Тот ответил:
— Гм! Гм! Этьен? По-русски, Стало быть, иначе?
— Семен по-русски.
— Если разрешите Семеном, Сеней звать и буду. Не умею я по-заграничному. Ну-с, Сенечка, с вас и начну. Что вы знаете по математике?
Этьен отвечал:
— А такую задачу решите?
Тут он продиктовал задачу. Мы ее записали на грифельных досках. Задача оказалась не из легких. Но, имевшая большие способности к математике, я решила ее прежде всех.
— Так? — подавая свою доску учителю, спросила я его.
— Молодец, барышня, просто Люся, не графиня, отличились, — похвалил он меня.
Мое самолюбие было приятно удовлетворено.
Неприятное настроение чуть-чуть развеялось После первой я решила несколько еще более сложных задач. Мукомолов остался доволен. Но на душе моей все-таки было неприятно.
Учитель ушел после двух часов, проведенных в классной за уроком арифметики и физики, следовавшими один за другим.
Мисс Гаррисон он не понравился. Главным образом, за его непринужденность и тот сильный специфический табачный запах, остававшийся еще долго после его ухода в классной комнате. Пробило пять часов. Ганя вернулась из города. Мы простились и уехали.
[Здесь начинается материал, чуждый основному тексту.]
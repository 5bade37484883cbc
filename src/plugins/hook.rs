//! Agent-host hook adapter.
//!
//! Hosts pipe one JSON payload per lifecycle event into `workgate hook`.
//! Exit code 0 lets the action run, 2 blocks it with the message on stderr.
//! Anything the adapter cannot understand fails open.

use crate::core::error::WorkgateError;
use crate::plugins::decide::{Action, ActionKind, Decision, Engine, Verdict};
use crate::plugins::intent::IntentCategory;
use serde::Deserialize;
use serde_json::json;
use std::path::{Path, PathBuf};

/// Tools that only look at things.
pub const INVESTIGATION_TOOLS: &[&str] = &[
    "Read", "Grep", "Glob", "LS", "WebFetch", "WebSearch", "TodoWrite", "TodoRead",
    "NotebookRead", "Task", "BashOutput", "KillShell", "KillBash", "ExitPlanMode",
];

/// Tools whose input names a file they write.
pub const EDIT_TOOLS: &[&str] = &["Write", "Edit", "MultiEdit", "NotebookEdit"];

#[derive(Debug, Clone, Default, Deserialize)]
pub struct ToolInput {
    #[serde(default)]
    pub command: Option<String>,
    #[serde(default)]
    pub file_path: Option<String>,
    #[serde(default)]
    pub notebook_path: Option<String>,
    #[serde(default)]
    pub path: Option<String>,
    #[serde(default)]
    pub description: Option<String>,
}

#[derive(Debug, Clone, Default, Deserialize)]
pub struct HookInput {
    #[serde(default)]
    pub hook_event_name: String,
    #[serde(default)]
    pub tool_name: String,
    #[serde(default)]
    pub tool_input: ToolInput,
    #[serde(default)]
    pub prompt: Option<String>,
    #[serde(default)]
    pub user_message: Option<String>,
    #[serde(default)]
    pub cwd: Option<PathBuf>,
    #[serde(default)]
    pub session_id: Option<String>,
}

/// Settings the host passes through the environment.
#[derive(Debug, Clone, Default)]
pub struct HookEnv {
    /// `WORKGATE_PROMPT`: the user message behind tool calls.
    pub prompt: Option<String>,
    /// `WORKGATE_WORK_TYPE`: explicit work-type override.
    pub work_type: Option<IntentCategory>,
}

impl HookEnv {
    pub fn from_env() -> Self {
        let prompt = std::env::var("WORKGATE_PROMPT")
            .ok()
            .filter(|p| !p.trim().is_empty());
        let work_type = std::env::var("WORKGATE_WORK_TYPE").ok().and_then(|raw| {
            let parsed = IntentCategory::parse_override(&raw);
            if parsed.is_none() {
                tracing::warn!(value = %raw, "ignoring unknown WORKGATE_WORK_TYPE");
            }
            parsed
        });
        Self { prompt, work_type }
    }
}

#[derive(Debug, Clone, PartialEq)]
pub enum HookAction {
    Evaluate(Action),
    Observe(Action),
    EndSession(String),
    Skip(String),
}

impl HookInput {
    pub fn parse(raw: &str) -> Result<Self, WorkgateError> {
        Ok(serde_json::from_str(raw)?)
    }

    fn tool_action(&self) -> Option<Action> {
        let name = self.tool_name.as_str();
        if name == "Bash" {
            return self.tool_input.command.as_ref().map(Action::shell);
        }
        if EDIT_TOOLS.contains(&name) {
            return self
                .tool_input
                .file_path
                .as_ref()
                .or(self.tool_input.notebook_path.as_ref())
                .or(self.tool_input.path.as_ref())
                .map(Action::file_edit);
        }
        None
    }

    /// Map the payload to what the engine should do with it.
    pub fn to_action(&self, env: &HookEnv) -> HookAction {
        let event = if self.hook_event_name.is_empty() && !self.tool_name.is_empty() {
            "PreToolUse"
        } else {
            self.hook_event_name.as_str()
        };

        let finish = |mut action: Action| {
            if action.kind != ActionKind::UserMessage {
                action.context = self
                    .user_message
                    .clone()
                    .filter(|m| !m.trim().is_empty())
                    .or_else(|| env.prompt.clone())
                    .or_else(|| {
                        self.tool_input
                            .description
                            .clone()
                            .filter(|d| !d.trim().is_empty())
                    });
            }
            // A flag in the request beats the process-wide work type.
            let flagged = match action.kind {
                ActionKind::UserMessage => IntentCategory::from_flags(&action.text),
                _ => action.context.as_deref().and_then(IntentCategory::from_flags),
            };
            action.override_intent = flagged.or(env.work_type);
            action.session_id = self.session_id.clone();
            action
        };

        match event {
            "UserPromptSubmit" => match self.prompt.as_deref().filter(|p| !p.trim().is_empty()) {
                Some(prompt) => HookAction::Evaluate(finish(Action::message(prompt))),
                None => HookAction::Skip("empty prompt".to_string()),
            },
            "PreToolUse" | "PostToolUse" => {
                if INVESTIGATION_TOOLS.contains(&self.tool_name.as_str())
                    || self.tool_name.starts_with("mcp__")
                {
                    return HookAction::Skip(format!("investigation tool {}", self.tool_name));
                }
                match self.tool_action() {
                    Some(action) if event == "PreToolUse" => HookAction::Evaluate(finish(action)),
                    Some(action) => HookAction::Observe(finish(action)),
                    None => HookAction::Skip(format!("unhandled tool {}", self.tool_name)),
                }
            }
            "Stop" | "SessionEnd" => HookAction::EndSession(
                self.session_id
                    .clone()
                    .unwrap_or_else(|| crate::plugins::decide::DEFAULT_SESSION.to_string()),
            ),
            other => HookAction::Skip(format!("event {}", other)),
        }
    }
}

/// What the hook process should emit.
#[derive(Debug, Clone, PartialEq, Eq, Default)]
pub struct HookOutcome {
    pub exit_code: u8,
    pub stdout: Option<String>,
    pub stderr: Option<String>,
}

impl HookOutcome {
    fn allow() -> Self {
        Self::default()
    }
}

fn outcome_for(decision: &Decision, kind: ActionKind) -> HookOutcome {
    let Some(text) = decision.render(false) else {
        return HookOutcome::allow();
    };
    // Prompts are never blocked; the guidance is handed to the agent as context.
    if kind == ActionKind::UserMessage {
        let payload = json!({
            "decision": "allow",
            "hookSpecificOutput": {
                "hookEventName": "UserPromptSubmit",
                "additionalContext": text,
            }
        });
        return HookOutcome {
            exit_code: 0,
            stdout: Some(payload.to_string()),
            stderr: None,
        };
    }
    match decision.verdict {
        Verdict::Block => HookOutcome {
            exit_code: 2,
            stdout: None,
            stderr: Some(text),
        },
        Verdict::Warn | Verdict::Allow => HookOutcome {
            exit_code: 0,
            stdout: None,
            stderr: Some(text),
        },
    }
}

/// Run one hook invocation against `engine`.
pub fn run_hook(engine: &Engine, raw: &str, env: &HookEnv, default_cwd: &Path) -> HookOutcome {
    let input = match HookInput::parse(raw) {
        Ok(input) => input,
        Err(e) => {
            tracing::warn!(error = %e, "unreadable hook payload, allowing");
            return HookOutcome::allow();
        }
    };
    let cwd = input
        .cwd
        .clone()
        .filter(|p| p.is_dir())
        .unwrap_or_else(|| default_cwd.to_path_buf());

    match input.to_action(env) {
        HookAction::Evaluate(action) => {
            let decision = engine.evaluate(&action, &cwd);
            outcome_for(&decision, action.kind)
        }
        HookAction::Observe(action) => {
            engine.observe(&action, &cwd);
            HookOutcome::allow()
        }
        HookAction::EndSession(session) => {
            engine.end_session(&session);
            HookOutcome::allow()
        }
        HookAction::Skip(reason) => {
            tracing::debug!(reason = %reason, "hook skipped");
            HookOutcome::allow()
        }
    }
}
При прощании с мисс Гаррисон я не получила обычного поцелуя в лоб. Зато ее тонкие ссохшиеся губы произнесли, обращаясь ко мне, отчеканивая каждое слово:
— Старайся исправиться, Люся. Такая, как сейчас, ты не можешь доставить радости окружающим. Напротив, являешься наказанием Божиим для семьи.
Эта-то фраза и вертелась в моем мозгу, пока мы ехали к воротам от подъезда дома. И мой мозг повторял ее на все лады до тех пор, пока Василий, слегка хлестнув Бурю, не пустил ее во всю прыть по снежной дороге. Тут уж фраза сразу выскочила из моей головы, как выскакивает сюрприз из пасхального яичка.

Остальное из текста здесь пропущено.